From Louis Lestarjette4
ALS: American Philosophical Society
[Before December 15, 17765]
I take the liberty of offering you my best Services in this kingdom being extremely well versed in both English, and French languages, especially in the French as my mother tongue and brought up in the College of the four Nations at Paris6 where I was eight Years. Capn. Cochran and myself married two Sisters in South Carolina.7 I came over with him in the Vessel which he commands, merely to serve the Province in doing the affairs of that Vessel, and explaining to the French merchants the nature of our trade, and the manufacturing the different goods proper for that Country. I have fulfill’d my mission, and Capn. Cochran can inform you of my Character. Mr. Dean also has seen a Sketch of my abilities in Paris where I went with Capn: Cochran, and was constantly with Mr. Dean for whom I interpreted the different transactions that were going on at that time. It is not the case with you, Sir, Speaking and Writing the French language properly; but your time will be so much taken up at Paris in matters of Conversation that it wou’d be morally impossible for you to undergo the whole fatigue. I speak and write the French language, I may Say with elegance, and I have nothing else in View in offering to Stay with you, than to Serve the just Cause of America which is become my native Land. It is neither necessity or any motives of interest that lead me to open myself to you on that Subject. I am well Settled in Charlestown where I have a wife and two Children in whom I place all my happiness, and who I dare Say long for my return, but Sir, I wou’d sacrify many enjoyments of life to be attached to so illustrious a Gentleman ingag’d in so noble a Cause, and whom the whole world admires. The Vessel I came in is to Sail in about a forthnight. Only Say a word, and I’ll Stay.8 I may venture to advance that you cou’d not easily meet with a French American of my Capacity, and to whom you may intrust the most Secret affairs. I am with the most profound Veneration Honourable Sir, Your most humble Servant.

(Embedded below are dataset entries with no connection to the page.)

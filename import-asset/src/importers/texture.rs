// SPDX-FileCopyrightText: 2025 Jens Pitkänen <jens.pitkanen@helsinki.fi>
//
// SPDX-License-Identifier: GPL-3.0-or-later

use std::{fs, io::Cursor, path::Path};

use anyhow::Context;
use image::{imageops::FilterType, load_from_memory, ImageFormat};
use tracing::debug;

/// Conditions a texture: decodes whatever format `file` is in, optionally
/// downscales it to fit within `max_dimension` on its longest side (keeping
/// aspect ratio), and re-encodes it as PNG so the asset pack only ever needs
/// to carry one image format at runtime.
pub fn import(file: &Path, max_dimension: Option<u32>) -> anyhow::Result<Vec<u8>> {
    let image_bytes = fs::read(file).context("Failed to open texture file for importing")?;
    let mut image = load_from_memory(&image_bytes)
        .context("Failed to read image file as an image (unsupported format?)")?;

    if image.width() == 0 || image.height() == 0 {
        return Err(anyhow::anyhow!("Texture must have at least one pixel"));
    }

    if let Some(max_dimension) = max_dimension {
        let longest_side = image.width().max(image.height());
        if longest_side > max_dimension {
            let scale = max_dimension as f64 / longest_side as f64;
            let width = ((image.width() as f64 * scale).round() as u32).max(1);
            let height = ((image.height() as f64 * scale).round() as u32).max(1);
            debug!(
                "Downscaling texture from {}x{} to {}x{}.",
                image.width(),
                image.height(),
                width,
                height,
            );
            image = image.resize(width, height, FilterType::CatmullRom);
        }
    }

    let mut png_bytes = Cursor::new(Vec::new());
    image
        .write_to(&mut png_bytes, ImageFormat::Png)
        .context("Failed to re-encode texture as PNG")?;
    Ok(png_bytes.into_inner())
}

Addressed: The Honourable / Doctr. Frankling
4. A merchant of some consequence in South Carolina, to judge by scattered references to him in the S.C. Hist. and Geneal. Mag., XXXVIII-IX, passim; LXXII, 22.

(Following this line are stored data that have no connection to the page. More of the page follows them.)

// SPDX-FileCopyrightText: 2025 Jens Pitkänen <jens.pitkanen@helsinki.fi>
//
// SPDX-License-Identifier: GPL-3.0-or-later

//! Asset path normalization and comparison.
//!
//! Grounded on the original engine's `KPath`: paths are always stored with
//! forward slashes internally regardless of what delimiter the caller used,
//! and comparisons can optionally ignore case and/or the directory part.

use arrayvec::ArrayString;

/// Maximum length of a normalized asset path.
pub const MAX_PATH_LENGTH: usize = 255;

const SLASH: char = '/';

/// A normalized, fixed-capacity asset path.
///
/// Backslashes are converted to forward slashes on construction, and
/// sequences of repeated slashes are collapsed, matching
/// `KPath`'s `Path_normalize`.
#[derive(Debug, Clone, Copy, PartialEq, Eq, Hash)]
pub struct AssetPath(ArrayString<MAX_PATH_LENGTH>);

impl AssetPath {
    /// Normalizes `path` into an [`AssetPath`]. Returns `None` if it doesn't
    /// fit within [`MAX_PATH_LENGTH`] bytes.
    pub fn new(path: &str) -> Option<AssetPath> {
        let mut out = ArrayString::<MAX_PATH_LENGTH>::new();
        let mut prev_was_slash = false;
        for c in path.chars() {
            let c = if c == '\\' { SLASH } else { c };
            if c == SLASH {
                if prev_was_slash {
                    continue;
                }
                prev_was_slash = true;
            } else {
                prev_was_slash = false;
            }
            out.try_push(c).ok()?;
        }
        // A trailing slash (other than the root) isn't meaningful for asset
        // names, so it's trimmed, matching directories being joined without
        // doubling the delimiter.
        if out.len() > 1 && out.ends_with(SLASH) {
            out.truncate(out.len() - 1);
        }
        Some(AssetPath(out))
    }

    /// Returns the path as a `&str`, always using forward slashes.
    pub fn as_str(&self) -> &str {
        &self.0
    }

    /// Returns the directory part of the path, i.e. everything before the
    /// last slash. Empty if the path has no directory component.
    pub fn directory(&self) -> &str {
        match self.0.rfind(SLASH) {
            Some(i) => &self.0[..i],
            None => "",
        }
    }

    /// Returns the file name part of the path, i.e. everything after the
    /// last slash.
    pub fn file_name(&self) -> &str {
        match self.0.rfind(SLASH) {
            Some(i) => &self.0[i + 1..],
            None => &self.0,
        }
    }

    /// Returns the extension of the file name (without the leading period),
    /// or an empty string if there is none.
    pub fn extension(&self) -> &str {
        let file_name = self.file_name();
        match file_name.rfind('.') {
            // A leading period (e.g. ".gitignore") isn't treated as an
            // extension separator.
            Some(i) if i > 0 => &file_name[i + 1..],
            _ => "",
        }
    }

    /// Joins this path with `more`, inserting a single slash between them.
    /// Returns `None` if the result doesn't fit.
    pub fn join(&self, more: &str) -> Option<AssetPath> {
        let mut joined = ArrayString::<{ MAX_PATH_LENGTH * 2 }>::new();
        joined.try_push_str(self.as_str()).ok()?;
        if !joined.is_empty() && !joined.ends_with(SLASH) {
            joined.try_push(SLASH).ok()?;
        }
        joined.try_push_str(more).ok()?;
        AssetPath::new(&joined)
    }

    /// Compares two paths, with the given case and path-component
    /// sensitivity, matching `KPath::compare`'s `ignore_case`/`ignore_path`
    /// flags.
    pub fn compare(&self, other: &AssetPath, ignore_case: bool, ignore_path: bool) -> bool {
        let a = if ignore_path { self.file_name() } else { self.as_str() };
        let b = if ignore_path { other.file_name() } else { other.as_str() };
        if ignore_case {
            a.eq_ignore_ascii_case(b)
        } else {
            a == b
        }
    }

    /// Returns true if `self`'s path components start with all of `prefix`'s
    /// path components (not just a string prefix: `a/bb` does not start with
    /// `a/b`).
    pub fn starts_with_path(&self, prefix: &AssetPath) -> bool {
        if prefix.as_str().is_empty() {
            return true;
        }
        let mut self_components = self.as_str().split(SLASH);
        for prefix_component in prefix.as_str().split(SLASH) {
            match self_components.next() {
                Some(c) if c == prefix_component => continue,
                _ => return false,
            }
        }
        true
    }
}

impl core::fmt::Display for AssetPath {
    fn fmt(&self, f: &mut core::fmt::Formatter<'_>) -> core::fmt::Result {
        f.write_str(self.as_str())
    }
}

#[cfg(test)]
mod tests {
    use super::AssetPath;

    #[test]
    fn normalizes_backslashes_and_repeats() {
        let path = AssetPath::new(r"textures\\ui//button.png").unwrap();
        assert_eq!("textures/ui/button.png", path.as_str());
    }

    #[test]
    fn splits_directory_and_file_name() {
        let path = AssetPath::new("sounds/sfx/jump.ogg").unwrap();
        assert_eq!("sounds/sfx", path.directory());
        assert_eq!("jump.ogg", path.file_name());
        assert_eq!("ogg", path.extension());
    }

    #[test]
    fn no_extension_is_empty() {
        let path = AssetPath::new("README").unwrap();
        assert_eq!("", path.extension());
    }

    #[test]
    fn join_inserts_one_slash() {
        let base = AssetPath::new("textures/").unwrap();
        let joined = base.join("ui/button.png").unwrap();
        assert_eq!("textures/ui/button.png", joined.as_str());
    }

    #[test]
    fn compare_respects_flags() {
        let a = AssetPath::new("Textures/UI/Button.PNG").unwrap();
        let b = AssetPath::new("textures/ui/button.png").unwrap();
        assert!(!a.compare(&b, false, false));
        assert!(a.compare(&b, true, false));

        let c = AssetPath::new("button.png").unwrap();
        assert!(!b.compare(&c, true, false));
        assert!(b.compare(&c, true, true));
    }

    #[test]
    fn starts_with_path_is_component_aware() {
        let full = AssetPath::new("a/bb/c").unwrap();
        assert!(full.starts_with_path(&AssetPath::new("a/bb").unwrap()));
        assert!(!full.starts_with_path(&AssetPath::new("a/b").unwrap()));
    }
}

5. I.e., before BF left Nantes. He apparently accepted the offer in this letter; his Waste Book records, under Feb. 8, a payment to Lestarjette on Jan. 4 for expenses of the journey to Paris.

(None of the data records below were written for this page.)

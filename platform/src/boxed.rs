use core::{
    fmt::Debug,
    ops::{Deref, DerefMut},
};

/// Owned pointer to a `T`.
///
/// Intended for similar use cases as the standard library `Box`, but this one's
/// simpler and does not add a dependency on `alloc`. Using `alloc::boxed::Box`
/// would've been possible otherwise, but the allocator API is still unstable.
pub struct Box<T: 'static + ?Sized> {
    inner: &'static mut T,
}

impl<T: ?Sized> Box<T> {
    /// Creates a [`Box`] from a leaked borrow of the boxed value.
    pub fn from_mut(value: &'static mut T) -> Box<T> {
        Box { inner: value }
    }

    /// Creates a [`Box`] from a raw pointer.
    ///
    /// ### Safety
    /// The pointer must be non-null, valid for reads and writes, not aliased
    /// by any other reference or pointer, and the memory behind it must not
    /// be freed or reused for as long as the returned [`Box`] (or anything
    /// derived from it) is alive.
    pub unsafe fn from_ptr(ptr: *mut T) -> Box<T> {
        Box {
            // Safety: upheld by the caller.
            inner: unsafe { &mut *ptr },
        }
    }

    /// Consumes the [`Box`], returning the raw pointer it wrapped.
    ///
    /// The memory is not freed by this call; pass the pointer back into
    /// [`Box::from_ptr`] to avoid leaking it.
    pub fn into_ptr(self) -> *mut T {
        self.inner as *mut T
    }
}

impl<T: ?Sized> Deref for Box<T> {
    type Target = T;

    fn deref(&self) -> &Self::Target {
        self.inner
    }
}

impl<T: ?Sized> DerefMut for Box<T> {
    fn deref_mut(&mut self) -> &mut Self::Target {
        &mut *self.inner
    }
}

impl<T: ?Sized + Debug> Debug for Box<T> {
    fn fmt(&self, f: &mut core::fmt::Formatter<'_>) -> core::fmt::Result {
        f.debug_tuple("Box").field(&self.inner).finish()
    }
}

6. Founded by Mazarin and one of the most prestigious in France.
7. Robert Cochran, the owner of a Charleston shipyard, had been commissioned captain and given command of the S.C. brigantine Notre Dame the previous August. His wife was born Mary Elliot. Naval Docs., VI, 212; S.C. Hist. and Geneal. Mag., XXXIV, 67 n.
8. He stayed for a time. By Jan. 16 he was back in Nantes, lodging with Beaumarchais’ agent Peltier and awaiting another ship; the one he had come in had already sailed: Deane Correspondence, pp. 64–6. He finally left for home at the end of February, but was back again in Nantes by the following August: JW to BF below, Feb. 27; Anne Izard Deas, ed., Correspondence of Mr. Ralph Izard . . . (New York, 1844), p. 322.